++++ RECORDED INFORMATION ++++

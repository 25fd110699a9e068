/// Loads the issuer private key. Nothing is generated implicitly: a missing or
/// malformed key stops the run before any coupon is written.
use coupon_sdk::CouponSigner;
use std::path::Path;
use tracing::info;

use crate::config::IssuerConfig;
use crate::error::{IssuerError, Result};

pub fn load_signer(config: &IssuerConfig) -> Result<CouponSigner> {
    if let Some(hex_key) = &config.signing_key {
        let signer = CouponSigner::from_hex(hex_key)?;
        info!(
            "Loaded signing key from COUPON_SIGNING_KEY (issuer {})",
            signer.address().to_checksum()
        );
        return Ok(signer);
    }

    let path = config.key_path.as_ref().ok_or_else(|| {
        IssuerError::KeyLoadFailure("set COUPON_SIGNING_KEY or COUPON_KEY_PATH".into())
    })?;
    load_from_file(path)
}

fn load_from_file(path: &Path) -> Result<CouponSigner> {
    let contents = std::fs::read_to_string(path).map_err(|e| {
        IssuerError::KeyLoadFailure(format!("Failed to read {}: {}", path.display(), e))
    })?;
    let signer = CouponSigner::from_hex(&contents)?;
    info!(
        "Loaded signing key from {} (issuer {})",
        path.display(),
        signer.address().to_checksum()
    );
    Ok(signer)
}

/// Generate a fresh key and write it as hex. Never overwrites an existing file.
pub fn generate_key_file(path: &Path) -> Result<CouponSigner> {
    if path.exists() {
        return Err(IssuerError::KeyLoadFailure(format!(
            "{} already exists, refusing to overwrite",
            path.display()
        )));
    }

    let signer = CouponSigner::random();
    std::fs::write(path, format!("{}\n", signer.to_hex()))?;
    info!(
        "Wrote new signing key to {} (issuer {})",
        path.display(),
        signer.address().to_checksum()
    );
    Ok(signer)
}
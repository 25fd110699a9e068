use reqwest::{Client, StatusCode};
use serde::de::DeserializeOwned;
use std::time::Duration;

use crate::error::{Result, SdkError};

pub const DEFAULT_TIMEOUT_SECS: u64 = 30;

pub struct HttpClient {
    client: Client,
    base_url: String,
}

impl HttpClient {
    pub fn new(base_url: &str) -> Result<Self> {
        Self::with_timeout(base_url, Duration::from_secs(DEFAULT_TIMEOUT_SECS))
    }

    pub fn with_timeout(base_url: &str, timeout: Duration) -> Result<Self> {
        let client = Client::builder()
            .timeout(timeout)
            .build()
            .map_err(|e| SdkError::CouponService(format!("Failed to build client: {}", e)))?;

        Ok(Self {
            client,
            base_url: base_url.trim_end_matches('/').to_string(),
        })
    }

    pub fn url(&self, path: &str) -> String {
        format!("{}/{}", self.base_url, path.trim_start_matches('/'))
    }

    /// GET and decode; a 404 is `Ok(None)`
    pub async fn get_json_opt<T: DeserializeOwned>(&self, path: &str) -> Result<Option<T>> {
        let url = self.url(path);
        let response = self
            .client
            .get(&url)
            .send()
            .await
            .map_err(|e| SdkError::CouponService(format!("GET {} failed: {}", url, e)))?;

        if response.status() == StatusCode::NOT_FOUND {
            return Ok(None);
        }
        if !response.status().is_success() {
            return Err(SdkError::CouponService(format!(
                "GET {} returned {}",
                url,
                response.status()
            )));
        }

        let body = response
            .json()
            .await
            .map_err(|e| SdkError::CouponService(format!("JSON parse failed: {}", e)))?;
        Ok(Some(body))
    }

    pub async fn get_bytes(&self, path: &str) -> Result<Vec<u8>> {
        let url = self.url(path);
        let response = self
            .client
            .get(&url)
            .send()
            .await
            .and_then(|r| r.error_for_status())
            .map_err(|e| SdkError::CouponService(format!("GET {} failed: {}", url, e)))?;
        let bytes = response
            .bytes()
            .await
            .map_err(|e| SdkError::CouponService(format!("read body failed: {}", e)))?;
        Ok(bytes.to_vec())
    }
}

#[cfg(test)]
mod tests {
    use super::*;

    #[test]
    fn test_url_joining() {
        let client = HttpClient::new("http://localhost:8080/").unwrap();
        assert_eq!(
            client.url("/coupons/presale/0xab"),
            "http://localhost:8080/coupons/presale/0xab"
        );
        assert_eq!(client.url("health"), "http://localhost:8080/health");
    }
}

++++

* [INSTRUCTIONS FOR THE TASK]
If a line in the entries above contains the word "HttpClient", copy it.

* [COMPLETED TASK]
pub struct HttpClient {
impl HttpClient {
        let client = HttpClient::new("http://localhost:8080/").unwrap();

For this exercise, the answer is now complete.